**Input material**:
//! Resource Invoker - Generic method dispatch
//!
//! Turns a [`MethodDescriptor`] plus caller arguments into one HTTP exchange:
//! required parameters are checked, path values substituted, the rest routed
//! to the query string or body, and the response decoded into the declared
//! model. Nothing is sent when validation fails.

use super::args::{InvocationArgs, OptParams, ParamValue};
use super::descriptor::{parse_template, Location, MethodDescriptor, TemplateSegment};
use super::registry::{join_base, ServiceDef};
use crate::error::{InvokeError, Result};
use crate::gcp::transport::{HttpRequest, HttpResponse, Transport};
use indexmap::IndexMap;
use serde::de::DeserializeOwned;
use serde_json::Value;

/// Query parameters every Google API accepts without declaring them
pub const STANDARD_PARAMETERS: &[&str] = &[
    "alt",
    "fields",
    "key",
    "oauth_token",
    "prettyPrint",
    "quotaUser",
    "trace",
    "userIp",
];

pub fn is_standard_parameter(name: &str) -> bool {
    STANDARD_PARAMETERS.contains(&name)
}

/// Arguments split by where they go in the request
#[derive(Default)]
struct Partitioned {
    path: IndexMap<String, String>,
    query: Vec<(String, String)>,
    body: Option<Value>,
}

/// Dispatches descriptor-driven calls through a [`Transport`]
#[derive(Debug, Clone)]
pub struct ResourceInvoker<T> {
    transport: T,
    root_override: Option<String>,
    default_params: OptParams,
}

impl<T: Transport> ResourceInvoker<T> {
    pub fn new(transport: T) -> Self {
        Self {
            transport,
            root_override: None,
            default_params: OptParams::new(),
        }
    }

    /// Send every service to `root_url` instead of its own root
    pub fn with_root_url(mut self, root_url: impl Into<String>) -> Self {
        self.root_override = Some(root_url.into());
        self
    }

    /// Parameters added to every call unless the caller supplies them
    pub fn with_default_params(mut self, params: OptParams) -> Self {
        self.default_params = params;
        self
    }

    pub fn transport(&self) -> &T {
        &self.transport
    }

    /// Handle for one resource of `service`
    pub fn resource<'a>(&'a self, service: &'a ServiceDef, name: &'a str) -> Resource<'a, T> {
        Resource {
            invoker: self,
            service,
            name,
        }
    }

    fn base_url(&self, service: &ServiceDef) -> String {
        match &self.root_override {
            Some(root) => join_base(root, &service.service_path),
            None => service.base_url(),
        }
    }

    /// Build the request for a call without sending it
    pub fn prepare(
        &self,
        service: &ServiceDef,
        descriptor: &MethodDescriptor,
        args: InvocationArgs,
    ) -> Result<HttpRequest> {
        let mut values = args.into_inner();

        if let Some(name) = descriptor
            .required_parameters()
            .find(|name| !values.contains_key(*name))
        {
            return Err(InvokeError::missing(name));
        }

        for (name, value) in &self.default_params {
            if !values.contains_key(name) {
                values.insert(name.clone(), value.clone());
            }
        }

        let parts = partition(descriptor, values)?;
        let path = expand_path(&descriptor.path, &parts.path)?;

        let mut url = format!("{}{}", self.base_url(service), path);
        if !parts.query.is_empty() {
            let query: Vec<String> = parts
                .query
                .iter()
                .map(|(k, v)| format!("{}={}", urlencoding::encode(k), urlencoding::encode(v)))
                .collect();
            url.push('?');
            url.push_str(&query.join("&"));
        }

        let mut request = HttpRequest::new(descriptor.http_method, url);
        if let Some(body) = parts.body {
            request.body = Some(serde_json::to_string(&body).map_err(InvokeError::Encode)?);
        }
        request.scopes = service.scope_urls();
        Ok(request)
    }

    /// Send the call and return the raw response body, `None` for void methods
    async fn dispatch(
        &self,
        service: &ServiceDef,
        descriptor: &MethodDescriptor,
        args: InvocationArgs,
    ) -> Result<Option<String>> {
        let request = self.prepare(service, descriptor, args)?;
        let HttpResponse { status, body, .. } = self.transport.send(request).await?;

        if !(200..300).contains(&status) {
            return Err(InvokeError::Transport {
                status: Some(status),
                body,
            });
        }

        if descriptor.returns_value() {
            Ok(Some(body))
        } else {
            Ok(None)
        }
    }

    /// Invoke a method and decode the response into `M`.
    ///
    /// Returns `None` when the descriptor declares no response model, even
    /// if the server sent a body.
    pub async fn invoke<M: DeserializeOwned>(
        &self,
        service: &ServiceDef,
        descriptor: &MethodDescriptor,
        args: InvocationArgs,
    ) -> Result<Option<M>> {
        let Some(body) = self.dispatch(service, descriptor, args).await? else {
            return Ok(None);
        };
        let model = descriptor.response.as_deref().unwrap_or("response");
        decode(model, &body).map(Some)
    }

    /// Invoke a method and return the undecoded JSON document
    pub async fn invoke_raw(
        &self,
        service: &ServiceDef,
        descriptor: &MethodDescriptor,
        args: InvocationArgs,
    ) -> Result<Option<Value>> {
        self.invoke::<Value>(service, descriptor, args).await
    }
}

fn decode<M: DeserializeOwned>(model: &str, body: &str) -> Result<M> {
    let body = if body.trim().is_empty() { "{}" } else { body };
    serde_json::from_str(body).map_err(|source| InvokeError::Decode {
        model: model.to_string(),
        source,
    })
}

/// Route each argument by its declared location, checking types on the way.
///
/// Query pairs come out in descriptor order, then standard parameters in
/// caller order.
fn partition(descriptor: &MethodDescriptor, mut values: IndexMap<String, ParamValue>) -> Result<Partitioned> {
    let mut parts = Partitioned::default();

    for (name, spec) in &descriptor.parameters {
        let Some(value) = values.shift_remove(name) else {
            continue;
        };
        let value = value.coerce(name, spec)?;
        match spec.location {
            Location::Path => {
                parts.path.insert(name.clone(), value.to_path_value());
            }
            Location::Query => {
                for v in value.to_query_values() {
                    parts.query.push((name.clone(), v));
                }
            }
            Location::Body => match value {
                ParamValue::Json(v) => parts.body = Some(v),
                _ => {
                    return Err(InvokeError::InvalidParameter {
                        name: name.clone(),
                        expected: spec.describe_type(),
                    })
                }
            },
        }
    }

    for (name, value) in values {
        if !is_standard_parameter(&name) {
            return Err(InvokeError::UnknownParameter { name });
        }
        for v in value.to_query_values() {
            parts.query.push((name.clone(), v));
        }
    }

    Ok(parts)
}

/// Substitute path values into a template.
///
/// `{name}` values are encoded as one segment, `{+name}` values keep `/`.
pub fn expand_path(template: &str, values: &IndexMap<String, String>) -> Result<String> {
    let mut path = String::with_capacity(template.len());

    for segment in parse_template(template) {
        match segment {
            TemplateSegment::Literal(text) => {
                if let Some(open) = text.find('{') {
                    return Err(InvokeError::UnresolvedPlaceholder {
                        name: text[open + 1..].to_string(),
                    });
                }
                path.push_str(text);
            }
            TemplateSegment::Variable(placeholder) => {
                let value = values.get(placeholder.name).ok_or_else(|| {
                    InvokeError::UnresolvedPlaceholder {
                        name: placeholder.name.to_string(),
                    }
                })?;
                if placeholder.reserved {
                    let encoded: Vec<_> = value.split('/').map(urlencoding::encode).collect();
                    path.push_str(&encoded.join("/"));
                } else {
                    path.push_str(&urlencoding::encode(value));
                }
            }
        }
    }

    Ok(path)
}

/// One named resource of a service, invoked through a shared invoker
pub struct Resource<'a, T> {
    invoker: &'a ResourceInvoker<T>,
    service: &'a ServiceDef,
    name: &'a str,
}

impl<'a, T: Transport> Resource<'a, T> {
    pub fn name(&self) -> &str {
        self.name
    }

    pub fn descriptor(&self, method: &str) -> Result<&'a MethodDescriptor> {
        self.service.require_method(self.name, method)
    }

    /// Call a method that declares a response model
    pub async fn call<M: DeserializeOwned + Default>(&self, method: &str, args: InvocationArgs) -> Result<M> {
        let descriptor = self.descriptor(method)?;
        let model = self.invoker.invoke(self.service, descriptor, args).await?;
        Ok(model.unwrap_or_default())
    }

    /// Call a method that returns nothing
    pub async fn call_void(&self, method: &str, args: InvocationArgs) -> Result<()> {
        let descriptor = self.descriptor(method)?;
        self.invoker
            .invoke::<Value>(self.service, descriptor, args)
            .await?;
        Ok(())
    }

    pub async fn call_raw(&self, method: &str, args: InvocationArgs) -> Result<Option<Value>> {
        let descriptor = self.descriptor(method)?;
        self.invoker.invoke_raw(self.service, descriptor, args).await
    }
}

**Directions**:
In the material above, how many lines include the string "HttpRequest"? Please reply with the number only.

**Result for this exercise**:
3